6. The method for assessing a crop germplasm resource based on priori knowledge according to claim 4, wherein the scoring the genetic loci according to the variation effect types of the genetic loci, respectively, to obtain scores of the genetic loci specifically comprises:
for any genetic locus, if the variation effect type of the genetic locus is the favorable allelic variation, scoring the genetic locus as 1; otherwise, scoring the genetic locus as 0.
7. The method for assessing a crop germplasm resource based on priori knowledge according to claim 1, wherein the phenotypic characters comprise a plant type, a yield, quality, resistance to insects and diseases, and stress tolerance.
8. The method for assessing a crop germplasm resource based on priori knowledge according to claim 1, further comprising:
plotting and visually presenting an assessment result graph of the crop germplasm resource based on the variation scores of the phenotypic characters of the germplasm resource to be measured.
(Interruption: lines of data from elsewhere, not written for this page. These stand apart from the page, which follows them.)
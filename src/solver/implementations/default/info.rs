#![allow(non_snake_case)]

use super::*;
use crate::algebra::*;
use crate::solver::core::{
    traits::{Info, Variables},
    PolishStatus, SolverStatus,
};
use crate::timers::*;
use itertools::izip;

// ---------------
// Progress information for the default problem format
// ---------------

/// Standard-form solver type implementing the [`Info`](crate::solver::core::traits::Info) and
/// [`InfoPrint`](crate::solver::core::traits::InfoPrint) traits

#[derive(Default, Debug, Clone)]
pub struct DefaultInfo<T> {
    /// interim or final solver status
    pub status: SolverStatus,
    /// iterations taken by the most recent solve
    pub iterations: u32,
    /// objective value of the current iterate
    pub obj_val: T,
    /// primal residual (unscaled)
    pub res_prim: T,
    /// dual residual (unscaled)
    pub res_dual: T,
    /// primal residual in the equilibrated space
    pub res_prim_scaled: T,
    /// dual residual in the equilibrated space
    pub res_dual_scaled: T,
    /// primal tolerance of the latest termination check
    pub eps_prim: T,
    /// dual tolerance of the latest termination check
    pub eps_dual: T,
    /// number of accepted ρ rebuilds
    pub rho_updates: u32,
    /// step parameter suggested by the latest residual balance
    pub rho_estimate: T,
    /// outcome of solution polishing
    pub polish_status: PolishStatus,

    /// setup time (seconds)
    pub setup_time: f64,
    /// solve time for the most recent solve (seconds)
    pub solve_time: f64,
    /// polish time for the most recent solve (seconds)
    pub polish_time: f64,
    /// total of the times above (seconds)
    pub run_time: f64,

    // unscaled norms of iterate products, for the residual tolerances
    norm_Ax: T,
    norm_z: T,
    norm_Px: T,
    norm_Aty: T,
    norm_q: T,

    // equilibrated-space counterparts, for the ρ estimate
    norm_Ax_sc: T,
    norm_z_sc: T,
    norm_Px_sc: T,
    norm_Aty_sc: T,
    norm_q_sc: T,
}

impl<T> DefaultInfo<T>
where
    T: FloatT,
{
    pub fn new() -> Self {
        Self::default()
    }

    // (ε_prim, ε_dual) for the given settings, from the norms of the
    // latest residual update
    fn tolerances(&self, settings: &DefaultSettings<T>) -> (T, T) {
        let eps_prim = settings.eps_abs + settings.eps_rel * T::max(self.norm_Ax, self.norm_z);
        let eps_dual = settings.eps_abs
            + settings.eps_rel * T::max(self.norm_Px, T::max(self.norm_Aty, self.norm_q));
        (eps_prim, eps_dual)
    }

    // Primal infeasibility certificate from δy over the latest check
    // window: ‖Aᵀδy‖∞ small relative to ‖δy‖∞, and δy a descent
    // direction for the bound support function.   All measures are
    // computed on the unscaled problem.
    fn is_primal_infeasible(
        &self,
        data: &DefaultProblemData<T>,
        variables: &DefaultVariables<T>,
        residuals: &DefaultResiduals<T>,
        eps: T,
    ) -> bool {
        let equil = &data.equilibration;
        let cinv = T::recip(equil.c);

        let norm_dy = variables.delta_y.norm_inf_scaled(&equil.e) * cinv;
        if !(norm_dy > T::zero() && norm_dy.is_finite()) {
            return false;
        }
        let thresh = eps * norm_dy;

        if residuals.Atdy.norm_inf_scaled(&equil.dinv) * cinv > thresh {
            return false;
        }

        // support function of the bounds along δy.   A bound that is
        // infinite on the active side makes the certificate worthless.
        let mut support = T::zero();
        for (&dy, &l, &u) in izip!(&variables.delta_y, &data.l, &data.u) {
            if dy > T::zero() {
                if !u.is_finite() {
                    return false;
                }
                support += u * dy;
            } else if dy < T::zero() {
                if !l.is_finite() {
                    return false;
                }
                support += l * dy;
            }
        }

        support * cinv <= thresh
    }

    // Dual infeasibility certificate from δx over the latest check
    // window: Pδx ≈ 0, qᵀδx sufficiently negative, and Aδx in the
    // recession cone of the constraint interval.
    fn is_dual_infeasible(
        &self,
        data: &DefaultProblemData<T>,
        variables: &DefaultVariables<T>,
        residuals: &DefaultResiduals<T>,
        eps: T,
    ) -> bool {
        let equil = &data.equilibration;
        let cinv = T::recip(equil.c);

        let norm_dx = variables.delta_x.norm_inf_scaled(&equil.d);
        if !(norm_dx > T::zero() && norm_dx.is_finite()) {
            return false;
        }
        let thresh = eps * norm_dx;

        if data.q.dot(&variables.delta_x) * cinv > -thresh {
            return false;
        }
        if residuals.Pdx.norm_inf_scaled(&equil.dinv) * cinv > thresh {
            return false;
        }

        for (&Adx, &einv, &l, &u) in izip!(&residuals.Adx, &equil.einv, &data.l, &data.u) {
            let v = Adx * einv;
            if (u.is_finite() && v > thresh) || (l.is_finite() && v < -thresh) {
                return false;
            }
        }

        true
    }
}

impl<T> Info<T> for DefaultInfo<T>
where
    T: FloatT,
{
    type V = DefaultVariables<T>;
    type R = DefaultResiduals<T>;

    fn reset(&mut self, timers: &mut Timers) {
        self.status = SolverStatus::Unsolved;
        self.polish_status = PolishStatus::NotPerformed;
        self.iterations = 0;
        self.rho_updates = 0;
        self.solve_time = 0f64;
        self.polish_time = 0f64;

        timers.reset("solve");
        timers.reset("polish");
    }

    fn update(
        &mut self,
        data: &mut DefaultProblemData<T>,
        variables: &DefaultVariables<T>,
        residuals: &DefaultResiduals<T>,
        timers: &Timers,
    ) {
        let normq = data.get_normq();

        let equil = &data.equilibration;
        let (dinv, einv) = (&equil.dinv, &equil.einv);
        let cinv = T::recip(equil.c);

        // residual norms, in the equilibrated and the user space
        self.res_prim_scaled = _norm_diff(&residuals.Ax, &variables.z);
        self.res_dual_scaled = _norm_sum3(&residuals.Px, &data.q, &residuals.Aty);

        self.res_prim = _norm_scaled_diff(einv, &residuals.Ax, &variables.z);
        self.res_dual = _norm_scaled_sum3(dinv, &residuals.Px, &data.q, &residuals.Aty) * cinv;

        // norms feeding the relative tolerances (user space)
        self.norm_Ax = residuals.Ax.norm_inf_scaled(einv);
        self.norm_z = variables.z.norm_inf_scaled(einv);
        self.norm_Px = residuals.Px.norm_inf_scaled(dinv) * cinv;
        self.norm_Aty = residuals.Aty.norm_inf_scaled(dinv) * cinv;
        self.norm_q = normq;

        // the ρ estimate balances the scaled residuals, each
        // normalized by the size of its own ingredients
        self.norm_Ax_sc = residuals.Ax.norm_inf();
        self.norm_z_sc = variables.z.norm_inf();
        self.norm_Px_sc = residuals.Px.norm_inf();
        self.norm_Aty_sc = residuals.Aty.norm_inf();
        self.norm_q_sc = data.q.norm_inf();

        let guard = T::epsilon();
        let prim_norm = T::max(T::max(self.norm_Ax_sc, self.norm_z_sc), guard);
        let dual_norm = T::max(
            T::max(self.norm_Px_sc, T::max(self.norm_Aty_sc, self.norm_q_sc)),
            guard,
        );

        let prim_ratio = self.res_prim_scaled / prim_norm;
        let dual_ratio = T::max(self.res_dual_scaled / dual_norm, guard);

        self.rho_estimate = (variables.rho * T::sqrt(prim_ratio / dual_ratio))
            .clip(RHO_MIN.as_T(), RHO_MAX.as_T());

        // objective value.   Inner products with the scaled data give
        // c times the user objective.
        let half: T = (0.5).as_T();
        self.obj_val = (half * residuals.dot_xPx + residuals.dot_qx) * cinv;

        // solve time so far
        self.solve_time = timers.read("solve").as_secs_f64();
    }

    fn check_termination(
        &mut self,
        data: &DefaultProblemData<T>,
        variables: &DefaultVariables<T>,
        residuals: &DefaultResiduals<T>,
        settings: &DefaultSettings<T>,
        iter: u32,
    ) -> bool {
        self.iterations = iter;

        (self.eps_prim, self.eps_dual) = self.tolerances(settings);

        // a non-finite iterate cannot recover
        if !(self.res_prim.is_finite() && self.res_dual.is_finite()) || !variables.is_finite() {
            self.status = SolverStatus::NumericalError;
            return true;
        }

        if self.res_prim <= self.eps_prim && self.res_dual <= self.eps_dual {
            self.status = SolverStatus::Solved;
        } else if self.is_primal_infeasible(data, variables, residuals, settings.eps_prim_inf) {
            self.status = SolverStatus::PrimalInfeasible;
        } else if self.is_dual_infeasible(data, variables, residuals, settings.eps_dual_inf) {
            self.status = SolverStatus::DualInfeasible;
        } else if iter == settings.max_iter {
            self.status = SolverStatus::MaxIterations;
        }

        self.status != SolverStatus::Unsolved
    }

    fn finalize(
        &mut self,
        data: &DefaultProblemData<T>,
        variables: &DefaultVariables<T>,
        residuals: &DefaultResiduals<T>,
        settings: &DefaultSettings<T>,
        timers: &mut Timers,
    ) {
        // iteration and time limit exits are reclassified when the
        // iterate is within 10x of the requested accuracy
        if matches!(
            self.status,
            SolverStatus::MaxIterations | SolverStatus::MaxTime
        ) {
            let ten: T = (10.0).as_T();
            let (eps_prim, eps_dual) = self.tolerances(settings);

            if self.res_prim <= ten * eps_prim && self.res_dual <= ten * eps_dual {
                self.status = SolverStatus::SolvedInaccurate;
            } else if self.is_primal_infeasible(
                data,
                variables,
                residuals,
                ten * settings.eps_prim_inf,
            ) {
                self.status = SolverStatus::PrimalInfeasibleInaccurate;
            } else if self.is_dual_infeasible(
                data,
                variables,
                residuals,
                ten * settings.eps_dual_inf,
            ) {
                self.status = SolverStatus::DualInfeasibleInaccurate;
            }
        }

        self.setup_time = timers.read("setup").as_secs_f64();
        self.solve_time = timers.read("solve").as_secs_f64();
        self.polish_time = timers.read("polish").as_secs_f64();
        self.run_time = self.setup_time + self.solve_time + self.polish_time;
    }

    fn scaled_residuals(&self) -> (T, T) {
        (self.res_prim_scaled, self.res_dual_scaled)
    }

    fn rho_estimate(&self) -> T {
        self.rho_estimate
    }

    fn save_rho_update(&mut self) {
        self.rho_updates += 1;
    }

    fn get_status(&self) -> SolverStatus {
        self.status
    }

    fn set_status(&mut self, status: SolverStatus) {
        self.status = status;
    }
}

// inf-norm helpers over elementwise expressions, avoiding
// intermediate storage

// max |a_i - b_i|
fn _norm_diff<T: FloatT>(a: &[T], b: &[T]) -> T {
    izip!(a, b).fold(T::zero(), |acc, (&a, &b)| T::max(acc, T::abs(a - b)))
}

// max |s_i (a_i - b_i)|
fn _norm_scaled_diff<T: FloatT>(s: &[T], a: &[T], b: &[T]) -> T {
    izip!(s, a, b).fold(T::zero(), |acc, (&s, &a, &b)| T::max(acc, T::abs(s * (a - b))))
}

// max |a_i + b_i + c_i|
fn _norm_sum3<T: FloatT>(a: &[T], b: &[T], c: &[T]) -> T {
    izip!(a, b, c).fold(T::zero(), |acc, (&a, &b, &c)| T::max(acc, T::abs(a + b + c)))
}

// max |s_i (a_i + b_i + c_i)|
fn _norm_scaled_sum3<T: FloatT>(s: &[T], a: &[T], b: &[T], c: &[T]) -> T {
    izip!(s, a, b, c).fold(T::zero(), |acc, (&s, &a, &b, &c)| {
        T::max(acc, T::abs(s * (a + b + c)))
    })
}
9. The method for assessing a crop germplasm resource based on priori knowledge according to claim 1, wherein the determining a comprehensive variation score of the germplasm resource to be measured based on the variation scores of the phenotypic characters of the germplasm resource to be measured specifically comprises: averaging the variation scores of the phenotypic characters of the germplasm resource to be measured to determine the comprehensive variation score of the germplasm resource to be measured.
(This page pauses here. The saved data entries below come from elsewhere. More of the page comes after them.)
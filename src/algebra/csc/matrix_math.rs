use crate::algebra::*;
use std::iter::zip;

impl<T: FloatT> MatrixVectorMultiply for CscMatrix<T> {
    type T = T;

    fn gemv(&self, y: &mut [T], x: &[T], a: T, b: T) {
        _csc_axpby_N(self, y, x, a, b);
    }
}

impl<T: FloatT> MatrixVectorMultiply for Adjoint<'_, CscMatrix<T>> {
    type T = T;

    fn gemv(&self, y: &mut [T], x: &[T], a: T, b: T) {
        _csc_axpby_T(self.src, y, x, a, b);
    }
}

impl<T: FloatT> SymMatrixVectorMultiply for Symmetric<'_, CscMatrix<T>> {
    type T = T;

    fn symv(&self, y: &mut [T], x: &[T], a: T, b: T) {
        _csc_symv(self.src, y, x, a, b);
    }
}

impl<T: FloatT> MatrixMath for CscMatrix<T> {
    type T = T;

    fn col_norms(&self, norms: &mut [T]) {
        norms.fill(T::zero());
        self.col_norms_no_reset(norms);
    }

    fn col_norms_no_reset(&self, norms: &mut [T]) {
        assert_eq!(norms.len(), self.colptr.len() - 1);

        for (i, v) in norms.iter_mut().enumerate() {
            *v = self
                .nzval
                .iter()
                .take(self.colptr[i + 1])
                .skip(self.colptr[i])
                .fold(*v, |m, &nzval| T::max(m, T::abs(nzval)));
        }
    }

    fn col_norms_sym(&self, norms: &mut [T]) {
        norms.fill(T::zero());
        self.col_norms_sym_no_reset(norms);
    }

    fn col_norms_sym_no_reset(&self, norms: &mut [T]) {
        assert_eq!(norms.len(), self.colptr.len() - 1);

        for i in 0..norms.len() {
            for j in self.colptr[i]..self.colptr[i + 1] {
                let tmp = T::abs(self.nzval[j]);
                let r = self.rowval[j];
                norms[i] = T::max(norms[i], tmp);
                norms[r] = T::max(norms[r], tmp);
            }
        }
    }

    fn row_norms(&self, norms: &mut [T]) {
        norms.fill(T::zero());
        self.row_norms_no_reset(norms);
    }

    fn row_norms_no_reset(&self, norms: &mut [T]) {
        assert_eq!(self.rowval.len(), *self.colptr.last().unwrap());

        for (row, val) in zip(&self.rowval, &self.nzval) {
            norms[*row] = T::max(norms[*row], T::abs(*val));
        }
    }

    fn quad_form(&self, y: &[T], x: &[T]) -> T {
        _csc_quad_form(self, y, x)
    }
}

impl<T: FloatT> MatrixMathMut for CscMatrix<T> {
    type T = T;

    fn scale(&mut self, c: T) {
        self.nzval.scale(c);
    }

    fn lrscale(&mut self, l: &[T], r: &[T]) {
        assert_eq!(self.nzval.len(), *self.colptr.last().unwrap());

        for (col, &ri) in r.iter().enumerate() {
            let (first, last) = (self.colptr[col], self.colptr[col + 1]);
            let vals = &mut self.nzval[first..last];
            let rows = &self.rowval[first..last];

            for (val, row) in zip(vals, rows) {
                *val *= l[*row] * ri;
            }
        }
    }
}

// symmetric matrix-vector multiply.   The matrix A is
// assumed to be in triu storage with its strict lower
// triangle implied.
#[allow(non_snake_case)]
fn _csc_symv<T: FloatT>(A: &CscMatrix<T>, y: &mut [T], x: &[T], a: T, b: T) {
    y.scale(b);

    assert!(x.len() == A.n);
    assert!(y.len() == A.n);
    assert!(A.n == A.m);

    for (col, &xcol) in x.iter().enumerate() {
        let first = A.colptr[col];
        let last = A.colptr[col + 1];
        let rows = &A.rowval[first..last];
        let nzvals = &A.nzval[first..last];

        for (&row, &Aij) in zip(rows, nzvals) {
            y[row] += a * Aij * xcol;

            if row != col {
                //don't double up on the diagonal
                y[col] += a * Aij * x[row];
            }
        }
    }
}

#[allow(non_snake_case)]
#[allow(clippy::comparison_chain)]
fn _csc_quad_form<T: FloatT>(M: &CscMatrix<T>, y: &[T], x: &[T]) -> T {
    assert_eq!(M.n, M.m);
    assert_eq!(x.len(), M.n);
    assert_eq!(y.len(), M.n);
    assert!(M.colptr.len() == M.n + 1);
    assert!(M.nzval.len() == M.rowval.len());

    if M.n == 0 {
        return T::zero();
    }

    let mut out = T::zero();

    for col in 0..M.n {
        let mut tmp1 = T::zero();
        let mut tmp2 = T::zero();

        //start / stop indices for the current column
        let first = M.colptr[col];
        let last = M.colptr[col + 1];

        let values = &M.nzval[first..last];
        let rows = &M.rowval[first..last];

        for (&Mv, &row) in zip(values, rows) {
            if row < col {
                //triu terms only
                tmp1 += Mv * x[row];
                tmp2 += Mv * y[row];
            } else if row == col {
                out += Mv * x[col] * y[col];
            } else {
                panic!("Input matrix should be triu form.");
            }
        }
        out += tmp1 * y[col] + tmp2 * x[col];
    }
    out
}

// sparse matrix-vector multiply, no transpose
#[allow(non_snake_case)]
fn _csc_axpby_N<T: FloatT>(A: &CscMatrix<T>, y: &mut [T], x: &[T], a: T, b: T) {
    //first do the b*y part
    if b == T::zero() {
        y.fill(T::zero());
    } else if b == T::one() {
    } else if b == -T::one() {
        y.negate();
    } else {
        y.scale(b);
    }

    // if a is zero, we're done
    if a == T::zero() {
        return;
    }

    assert_eq!(A.nzval.len(), *A.colptr.last().unwrap());
    assert_eq!(x.len(), A.n);

    //y += a*A*x
    if a == T::one() {
        for (j, xj) in x.iter().enumerate().take(A.n) {
            for i in A.colptr[j]..A.colptr[j + 1] {
                y[A.rowval[i]] += A.nzval[i] * *xj;
            }
        }
    } else if a == -T::one() {
        for (j, xj) in x.iter().enumerate().take(A.n) {
            for i in A.colptr[j]..A.colptr[j + 1] {
                y[A.rowval[i]] -= A.nzval[i] * *xj;
            }
        }
    } else {
        for (j, xj) in x.iter().enumerate().take(A.n) {
            for i in A.colptr[j]..A.colptr[j + 1] {
                y[A.rowval[i]] += a * A.nzval[i] * *xj;
            }
        }
    }
}

// sparse matrix-vector multiply, transposed
#[allow(non_snake_case)]
fn _csc_axpby_T<T: FloatT>(A: &CscMatrix<T>, y: &mut [T], x: &[T], a: T, b: T) {
    //first do the b*y part
    if b == T::zero() {
        y.fill(T::zero());
    } else if b == T::one() {
    } else if b == -T::one() {
        y.negate();
    } else {
        y.scale(b);
    }

    // if a is zero, we're done
    if a == T::zero() {
        return;
    }

    assert_eq!(A.nzval.len(), *A.colptr.last().unwrap());
    assert_eq!(x.len(), A.m);

    //y += a*A'*x
    if a == T::one() {
        for (j, yj) in y.iter_mut().enumerate().take(A.n) {
            for k in A.colptr[j]..A.colptr[j + 1] {
                *yj += A.nzval[k] * x[A.rowval[k]];
            }
        }
    } else if a == -T::one() {
        for (j, yj) in y.iter_mut().enumerate().take(A.n) {
            for k in A.colptr[j]..A.colptr[j + 1] {
                *yj -= A.nzval[k] * x[A.rowval[k]];
            }
        }
    } else {
        for (j, yj) in y.iter_mut().enumerate().take(A.n) {
            for k in A.colptr[j]..A.colptr[j + 1] {
                *yj += a * A.nzval[k] * x[A.rowval[k]];
            }
        }
    }
}

#[cfg(test)]
#[allow(non_snake_case)]
mod test {
    use super::*;

    fn test_matrix() -> CscMatrix<f64> {
        CscMatrix::from(&[
            [1., 0., 2.], //
            [0., 3., 0.], //
            [4., 0., 5.], //
        ])
    }

    #[test]
    fn test_gemv() {
        let A = test_matrix();
        let x = vec![1., 2., 3.];
        let mut y = vec![1., 1., 1.];

        // y = 2*A*x + y
        A.gemv(&mut y, &x, 2., 1.);
        assert_eq!(y, vec![15., 13., 39.]);
    }

    #[test]
    fn test_gemv_transpose() {
        let A = test_matrix();
        let x = vec![1., 2., 3.];
        let mut y = vec![0., 0., 0.];

        // y = A'*x
        A.t().gemv(&mut y, &x, 1., 0.);
        assert_eq!(y, vec![13., 6., 17.]);
    }

    #[test]
    fn test_symv() {
        // M = [2 1; 1 3] in triu storage
        let M = CscMatrix::new(2, 2, vec![0, 1, 3], vec![0, 0, 1], vec![2., 1., 3.]);
        let x = vec![1., 2.];
        let mut y = vec![0., 0.];

        M.sym().symv(&mut y, &x, 1., 0.);
        assert_eq!(y, vec![4., 7.]);
    }

    #[test]
    fn test_quad_form() {
        // M = [2 1; 1 3] in triu storage
        let M = CscMatrix::new(2, 2, vec![0, 1, 3], vec![0, 0, 1], vec![2., 1., 3.]);
        let x = vec![1., 2.];

        // x'Mx = 2 + 2*2 + 3*4
        assert_eq!(M.quad_form(&x, &x), 18.);
    }

    #[test]
    fn test_norms() {
        let A = test_matrix();

        let mut cnorms = vec![0.; 3];
        A.col_norms(&mut cnorms);
        assert_eq!(cnorms, vec![4., 3., 5.]);

        let mut rnorms = vec![0.; 3];
        A.row_norms(&mut rnorms);
        assert_eq!(rnorms, vec![2., 3., 5.]);
    }

    #[test]
    fn test_lrscale() {
        let mut A = test_matrix();
        A.lrscale(&[1., 2., 3.], &[2., 2., 2.]);
        assert_eq!(A.nzval, vec![2., 24., 6., 4., 30.]);
    }
}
10. A system for assessing a crop germplasm resource based on priori knowledge, comprising:
a genomic data obtaining module configured to collect genomic data of a germplasm resource to be measured, wherein the genomic data of the germplasm resource to be measured comprises gene data of genetic loci;
a genomic data variation detection module configured to perform variation detection on the genomic data of the germplasm resource to be measured to obtain whole-genome genetic variation information of the germplasm resource to be measured;
a phenotypic character scoring module configured to determine variation scores of phenotypic characters according to the whole-genome genetic variation information and a priori knowledge base of crop character variations, wherein the priori knowledge base of crop character variations comprises weights of genetic loci decisive for variations of different phenotypic characters in genomic data of a same type of germplasm resources; and
a comprehensive variation scoring module configured to determine a comprehensive variation score of the germplasm resource to be measured based on the variation scores of the phenotypic characters.